Despite the fact that Shalamov was an unbeliever all his life, E. Zakharova, one of those who were close to Shalamov during the last year of his life, insisted on his funeral service. The funeral service for Varlam Shalamov was conducted by Archpriest. Alexander Kulikov, now rector of the Church of St. Nicholas in Klenniki (Maroseyka).

Shalamov is buried at the Kuntsevo cemetery in Moscow. About 150 people attended the funeral. A. Morozov and F. Suchkov read Shalamov’s poems.


Russian writer. Born into a priest's family. Memories of parents, impressions of childhood and youth were later embodied in the autobiographical prose Fourth Vologda (1971).

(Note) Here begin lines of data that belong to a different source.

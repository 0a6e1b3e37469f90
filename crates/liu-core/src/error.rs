//! 统一错误类型定义.
//!
//! 所有 Liu crate 共用的错误类型, 支持跨模块传播.
//!
//! 错误分为三类:
//! - 本地可恢复: `NeedMoreData`, `MalformedVbrMetadata`, 不会越过元素边界
//! - 请求级失败: `UnsupportedSeek`, 仅表示该请求未被处理
//! - 终止流: 其余解码/同步/契约类错误, 出现后不再期待任何输出

use thiserror::Error;

/// Liu 框架统一错误类型
#[derive(Debug, Error)]
pub enum LiuError {
    /// 数据不足, 需要更多输入
    #[error("数据不足, 需要更多输入")]
    NeedMoreData,

    /// 已到达流末尾
    #[error("已到达流末尾")]
    Eof,

    /// 元素处于 flush 状态, 拒绝数据
    #[error("正在 flush, 数据被拒绝")]
    Flushing,

    /// 在重同步窗口内未找到有效帧
    #[error("帧同步失败: 已跳过 {skipped} 字节仍未找到有效帧")]
    SyncFailure { skipped: usize },

    /// VBR 元数据 (Xing/Info/VBRI) 损坏或不可信
    #[error("VBR 元数据损坏: {0}")]
    MalformedVbrMetadata(String),

    /// 解码错误 (累计权重超过容忍上限后升级为致命错误)
    #[error("解码错误: {0}")]
    Decode(String),

    /// 不支持的 seek 请求形态
    #[error("不支持的 seek: {0}")]
    UnsupportedSeek(String),

    /// 解码输出大小不是每帧字节数的整数倍
    #[error("输出大小 {size} 字节不是每帧字节数 {bpf} 的整数倍")]
    BufferSizeMismatch { size: usize, bpf: usize },

    /// 子类声明消耗的帧数超过队列中的帧数
    #[error("帧计数溢出: 请求消耗 {requested} 帧, 队列中仅有 {queued} 帧")]
    FrameAccountingOverflow { requested: usize, queued: usize },

    /// 输入/输出格式尚未协商
    #[error("格式未协商: {0}")]
    NotNegotiated(String),

    /// 无效参数
    #[error("无效参数: {0}")]
    InvalidArgument(String),

    /// 无效数据 (损坏的码流等)
    #[error("无效数据: {0}")]
    InvalidData(String),

    /// 不支持的操作
    #[error("不支持的操作: {0}")]
    Unsupported(String),

    /// I/O 错误
    #[error("I/O 错误: {0}")]
    Io(#[from] std::io::Error),
}

impl LiuError {
    /// 是否为终止流的错误
    ///
    /// 终止错误出现后, 会话不会自行恢复, 调用方应停止送入数据.
    pub fn is_fatal(&self) -> bool {
        !matches!(
            self,
            Self::NeedMoreData
                | Self::Eof
                | Self::Flushing
                | Self::MalformedVbrMetadata(_)
                | Self::UnsupportedSeek(_)
        )
    }
}

/// Liu 框架统一 Result 类型
pub type LiuResult<T> = Result<T, LiuError>;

In 1914 he entered the gymnasium, in 1923 he graduated from the Vologda school of the 2nd level. In 1924 he left Vologda and got a job as a tanner at a tannery in Kuntsevo, Moscow region. In 1926 he entered Moscow State University at the Faculty of Soviet Law.

At this time, Shalamov wrote poetry, participated in literary circles, attended O. Brik’s literary seminar, various poetry evenings and debates. He sought to actively participate in the public life of the country. Established contact with the Trotskyist organization at Moscow State University, participated in the opposition demonstration for the 10th anniversary of the October Revolution under the slogans “Down with Stalin!” On February 19, 1929 he was arrested. In his autobiographical prose, Vishersky’s anti-novel (1970–1971, unfinished) wrote: “I consider this day and hour the beginning of my public life - the first true test in harsh conditions.”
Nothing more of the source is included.